Wednesday, 12 May 2010

Dying days of the Heygate


It was built in the early 1970s; less than forty years later, it's due for demolition. This block of flats on the New Kent Road is part of the Heygate estate, and will be knocked down under the Elephant & Castle regeneration plan.

Passing regularly on the bus, I've seen more and more flats swap curtains and painted doors for blank metal plates. As of January, only 100 of the 1,100 homes on the estate were still occupied. Heating and hot water were turned off a few weeks ago, demolition is beginning.
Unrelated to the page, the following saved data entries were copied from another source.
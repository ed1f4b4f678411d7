use std::sync::Arc;

use docrelay_core::models::{DocumentResult, DocumentStatus, FailedResult, OcrExtractResponse};
use docrelay_core::{AppError, ValidatedUpload};
use docrelay_db::{DocumentStore, NewDocument};
use uuid::Uuid;

use super::client::{OcrClient, OcrError};

/// Runs one upload through the OCR service and records the outcome on its document.
#[derive(Clone)]
pub struct OcrRelayService {
    store: Arc<dyn DocumentStore>,
    ocr: Arc<dyn OcrClient>,
}

impl OcrRelayService {
    pub fn new(store: Arc<dyn DocumentStore>, ocr: Arc<dyn OcrClient>) -> Self {
        Self { store, ocr }
    }

    /// Create the document in `processing`, call the OCR service once, then move the
    /// document to `completed` or `failed`.
    ///
    /// OCR failures are written to the document before being returned as
    /// `AppError::Ocr`. Nothing is rolled back when a later step fails.
    #[tracing::instrument(skip(self, upload), fields(filename = %upload.filename, mime = %upload.mime, size = upload.size))]
    pub async fn extract(&self, upload: ValidatedUpload) -> Result<OcrExtractResponse, AppError> {
        let ValidatedUpload {
            filename,
            mime,
            size,
            bytes,
        } = upload;

        let document = self
            .store
            .create(NewDocument {
                filename,
                mime: mime.clone(),
                size,
                status: DocumentStatus::Processing,
            })
            .await?;

        match self.ocr.parse(bytes, &mime).await {
            Ok(response) => {
                self.store
                    .update_status(
                        document.id,
                        DocumentStatus::Completed,
                        Some(DocumentResult::Completed(response.clone())),
                    )
                    .await?;

                tracing::info!(document_id = %document.id, "OCR extraction completed");
                Ok(OcrExtractResponse::completed(document.id, response))
            }
            Err(err) => Err(self.record_failure(document.id, err).await),
        }
    }

    async fn record_failure(&self, id: Uuid, err: OcrError) -> AppError {
        let (details, status, detail) = match &err {
            OcrError::Upstream { status, body } => (
                Some(body.clone()),
                Some(*status),
                format!("OCR service returned {}: {}", status, body),
            ),
            OcrError::Transport(_) | OcrError::Decode(_) => (None, None, err.to_string()),
        };

        let failed = DocumentResult::Failed(FailedResult {
            error: err.to_string(),
            details,
        });

        if let Err(update_err) = self
            .store
            .update_status(id, DocumentStatus::Failed, Some(failed))
            .await
        {
            tracing::error!(
                document_id = %id,
                error = %update_err,
                "Failed to record OCR failure on document"
            );
        }

        tracing::warn!(document_id = %id, error = %err, "OCR extraction failed");
        AppError::Ocr { status, detail }
    }
}
//! DocRelay Infrastructure Library
//!
//! Shared infrastructure for the DocRelay services:
//! - Middleware (request ID)
//! - Telemetry initialization
//! - The JSON error body returned by every failing endpoint

pub mod error;
pub mod middleware;
pub mod telemetry;

// Re-export commonly used types
pub use error::ErrorResponse;
pub use middleware::{request_id_middleware, RequestId, REQUEST_ID_HEADER};
pub use telemetry::{init_telemetry, shutdown_telemetry};
use docrelay_core::LogFormat;
use tracing_subscriber::{fmt, layer::SubscriberExt, util::SubscriberInitExt, EnvFilter};

const DEFAULT_FILTER: &str = "docrelay=debug,tower_http=debug";

/// Install the global tracing subscriber.
///
/// `RUST_LOG` overrides the default filter. `LogFormat::Json` emits one JSON object per
/// event for log shippers; `Compact` is meant for terminals.
pub fn init_telemetry(
    service_name: &str,
    environment: &str,
    format: LogFormat,
) -> anyhow::Result<()> {
    let filter = EnvFilter::try_from_default_env().unwrap_or_else(|_| DEFAULT_FILTER.into());
    let registry = tracing_subscriber::registry().with(filter);

    match format {
        LogFormat::Json => registry
            .with(fmt::layer().json().with_current_span(true))
            .try_init()?,
        LogFormat::Compact => registry.with(fmt::layer().compact()).try_init()?,
    }

    tracing::info!(
        service = service_name,
        environment = environment,
        format = ?format,
        "Tracing initialized"
    );
    Ok(())
}

pub async fn shutdown_telemetry() {
    tracing::debug!("Telemetry shutdown");
}
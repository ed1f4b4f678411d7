//! Application constants
//!
//! Static upload allow-list, size limits and listing bounds shared by the intake,
//! store and HTTP layers.

/// Content types accepted by the OCR upload endpoint.
pub const ALLOWED_MIME_TYPES: [&str; 6] = [
    "application/pdf",
    "image/jpeg",
    "image/jpg",
    "image/png",
    "image/webp",
    "image/heic",
];

/// Maximum accepted upload size (20 MiB).
pub const MAX_FILE_SIZE_BYTES: usize = 20 * 1024 * 1024;

/// Maximum filename length, counted in characters.
pub const MAX_FILENAME_CHARS: u64 = 255;

pub const DEFAULT_LIST_LIMIT: i64 = 10;
pub const MAX_LIST_LIMIT: i64 = 100;

pub const DEFAULT_OCR_SERVICE_URL: &str = "http://ocr:8000";
pub const DEFAULT_OCR_TIMEOUT_SECS: u64 = 60;
pub const DEFAULT_PORT: u16 = 8080;
pub const DEFAULT_DOMAIN: &str = "localhost";

/// Name reported by the health endpoint.
pub const SERVICE_NAME: &str = "api";

/// Database password shipped in the sample compose file; refused in production.
pub const KNOWN_DEFAULT_DB_PASSWORD: &str = "bookai_password";

/// Normalize a requested list size: missing or non-positive values fall back to the
/// default, anything above the cap is clamped.
pub fn clamp_list_limit(requested: Option<i64>) -> i64 {
    match requested {
        Some(limit) if limit > 0 => limit.min(MAX_LIST_LIMIT),
        _ => DEFAULT_LIST_LIMIT,
    }
}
The process of decanting tenants has not been unproblematic or uncontroversial. Many had no choice but to leave the area altogether (meanwhile, the nearby Strata building has hundreds of flats, average cost £500,000; only twenty of them were reserved for rehousing Heygate residents). Underlying the process is the question facing many such areas: does regeneration mean improving living conditions for those already there, or gentrification to attract more middle-class residents?

2 comments:

Hels said...

Are those newly homeless residents offered alternative homes, of at least the same standard as the homes they already had? And in comparable areas, where they know the streets, facilities, businesses and their neighbours?

If not, where do they go?

CarolineLD said...

They apply for homes through the council's allocation system, and are given a high priority because their current home is being demolished - but some of the links are to articles about tenants who have had problems getting a suitable new home.

The homes are in the same borough, but not necessarily in the same or a particularly nearby area.